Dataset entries
....................
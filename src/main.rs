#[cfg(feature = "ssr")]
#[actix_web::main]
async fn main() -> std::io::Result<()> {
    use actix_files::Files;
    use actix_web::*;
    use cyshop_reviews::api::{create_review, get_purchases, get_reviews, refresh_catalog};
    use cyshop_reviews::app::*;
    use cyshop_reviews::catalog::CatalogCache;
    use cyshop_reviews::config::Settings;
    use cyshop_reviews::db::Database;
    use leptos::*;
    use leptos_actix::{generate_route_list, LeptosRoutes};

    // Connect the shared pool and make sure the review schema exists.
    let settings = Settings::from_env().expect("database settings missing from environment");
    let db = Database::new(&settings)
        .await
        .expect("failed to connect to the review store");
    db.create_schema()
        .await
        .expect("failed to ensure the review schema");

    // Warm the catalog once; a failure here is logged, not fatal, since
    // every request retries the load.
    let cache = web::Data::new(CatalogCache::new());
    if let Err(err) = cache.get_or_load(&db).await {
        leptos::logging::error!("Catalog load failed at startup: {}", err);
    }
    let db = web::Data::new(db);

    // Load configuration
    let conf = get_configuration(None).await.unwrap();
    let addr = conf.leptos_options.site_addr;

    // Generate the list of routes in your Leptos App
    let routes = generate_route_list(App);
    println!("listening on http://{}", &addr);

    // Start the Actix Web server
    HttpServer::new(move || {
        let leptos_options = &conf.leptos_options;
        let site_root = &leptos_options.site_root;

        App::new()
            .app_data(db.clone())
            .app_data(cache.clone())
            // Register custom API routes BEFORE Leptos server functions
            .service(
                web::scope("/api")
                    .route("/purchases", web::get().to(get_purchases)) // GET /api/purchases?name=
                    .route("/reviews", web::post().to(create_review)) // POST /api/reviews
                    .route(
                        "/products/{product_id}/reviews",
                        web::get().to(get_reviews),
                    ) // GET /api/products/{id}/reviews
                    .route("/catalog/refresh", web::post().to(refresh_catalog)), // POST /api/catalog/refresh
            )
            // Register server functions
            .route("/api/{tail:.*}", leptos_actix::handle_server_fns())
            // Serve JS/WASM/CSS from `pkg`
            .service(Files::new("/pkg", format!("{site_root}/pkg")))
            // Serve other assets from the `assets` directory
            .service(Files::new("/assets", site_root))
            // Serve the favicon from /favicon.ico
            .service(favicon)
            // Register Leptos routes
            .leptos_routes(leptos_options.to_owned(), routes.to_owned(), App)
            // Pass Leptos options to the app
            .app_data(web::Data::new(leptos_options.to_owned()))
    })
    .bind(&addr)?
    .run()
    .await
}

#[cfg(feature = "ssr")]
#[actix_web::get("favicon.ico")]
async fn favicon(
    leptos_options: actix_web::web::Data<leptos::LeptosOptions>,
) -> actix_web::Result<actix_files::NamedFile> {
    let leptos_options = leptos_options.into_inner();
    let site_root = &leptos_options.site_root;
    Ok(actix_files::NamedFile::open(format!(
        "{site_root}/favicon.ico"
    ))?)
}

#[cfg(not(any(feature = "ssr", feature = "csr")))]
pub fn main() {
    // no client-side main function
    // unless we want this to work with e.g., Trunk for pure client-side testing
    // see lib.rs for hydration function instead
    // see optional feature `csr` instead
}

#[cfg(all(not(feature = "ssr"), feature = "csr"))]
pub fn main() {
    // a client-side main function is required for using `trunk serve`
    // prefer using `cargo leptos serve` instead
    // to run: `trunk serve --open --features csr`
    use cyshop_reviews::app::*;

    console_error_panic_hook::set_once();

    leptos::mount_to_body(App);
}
....................
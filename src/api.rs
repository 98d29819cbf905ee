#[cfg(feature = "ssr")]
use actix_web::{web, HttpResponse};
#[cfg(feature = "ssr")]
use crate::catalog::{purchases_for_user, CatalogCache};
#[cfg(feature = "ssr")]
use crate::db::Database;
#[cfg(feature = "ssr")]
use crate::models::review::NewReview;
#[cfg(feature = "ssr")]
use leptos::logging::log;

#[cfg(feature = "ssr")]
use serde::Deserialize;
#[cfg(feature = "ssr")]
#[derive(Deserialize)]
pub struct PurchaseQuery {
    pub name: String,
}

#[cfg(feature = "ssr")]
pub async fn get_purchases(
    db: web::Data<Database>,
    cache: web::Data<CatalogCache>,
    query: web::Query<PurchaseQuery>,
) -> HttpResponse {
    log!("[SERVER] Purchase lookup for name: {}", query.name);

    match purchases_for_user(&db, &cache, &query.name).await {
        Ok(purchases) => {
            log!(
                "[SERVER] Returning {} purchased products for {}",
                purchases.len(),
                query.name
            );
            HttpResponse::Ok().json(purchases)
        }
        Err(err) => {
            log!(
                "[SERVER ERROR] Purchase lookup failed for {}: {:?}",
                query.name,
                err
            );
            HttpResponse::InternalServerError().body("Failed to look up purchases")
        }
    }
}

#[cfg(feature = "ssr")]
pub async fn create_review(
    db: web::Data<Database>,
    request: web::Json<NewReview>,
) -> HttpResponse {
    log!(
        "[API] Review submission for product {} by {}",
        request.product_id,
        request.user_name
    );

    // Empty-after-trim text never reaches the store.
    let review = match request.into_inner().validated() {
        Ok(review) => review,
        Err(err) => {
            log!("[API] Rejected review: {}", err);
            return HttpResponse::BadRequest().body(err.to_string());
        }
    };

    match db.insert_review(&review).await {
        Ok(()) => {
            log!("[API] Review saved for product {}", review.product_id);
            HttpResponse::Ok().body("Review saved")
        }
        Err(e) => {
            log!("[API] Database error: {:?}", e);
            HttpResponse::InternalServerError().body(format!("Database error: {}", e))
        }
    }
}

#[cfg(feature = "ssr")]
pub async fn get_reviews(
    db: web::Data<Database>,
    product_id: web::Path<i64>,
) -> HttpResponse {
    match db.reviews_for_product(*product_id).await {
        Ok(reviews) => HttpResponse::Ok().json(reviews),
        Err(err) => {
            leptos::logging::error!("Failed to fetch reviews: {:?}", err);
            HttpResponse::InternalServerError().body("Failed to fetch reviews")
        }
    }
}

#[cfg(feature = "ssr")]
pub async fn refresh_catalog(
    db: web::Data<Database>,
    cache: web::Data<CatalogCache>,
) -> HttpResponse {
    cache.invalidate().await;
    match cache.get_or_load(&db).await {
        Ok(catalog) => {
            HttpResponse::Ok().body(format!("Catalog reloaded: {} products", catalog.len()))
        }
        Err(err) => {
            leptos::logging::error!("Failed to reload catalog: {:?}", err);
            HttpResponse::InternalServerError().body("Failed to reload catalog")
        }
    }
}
....................
EXERCISE DIRECTIONS. Scan the entries above and show each line that contains the word "post".

SOLUTION.
                    .route("/reviews", web::post().to(create_review)) // POST /api/reviews
                    .route("/catalog/refresh", web::post().to(refresh_catalog)), // POST /api/catalog/refresh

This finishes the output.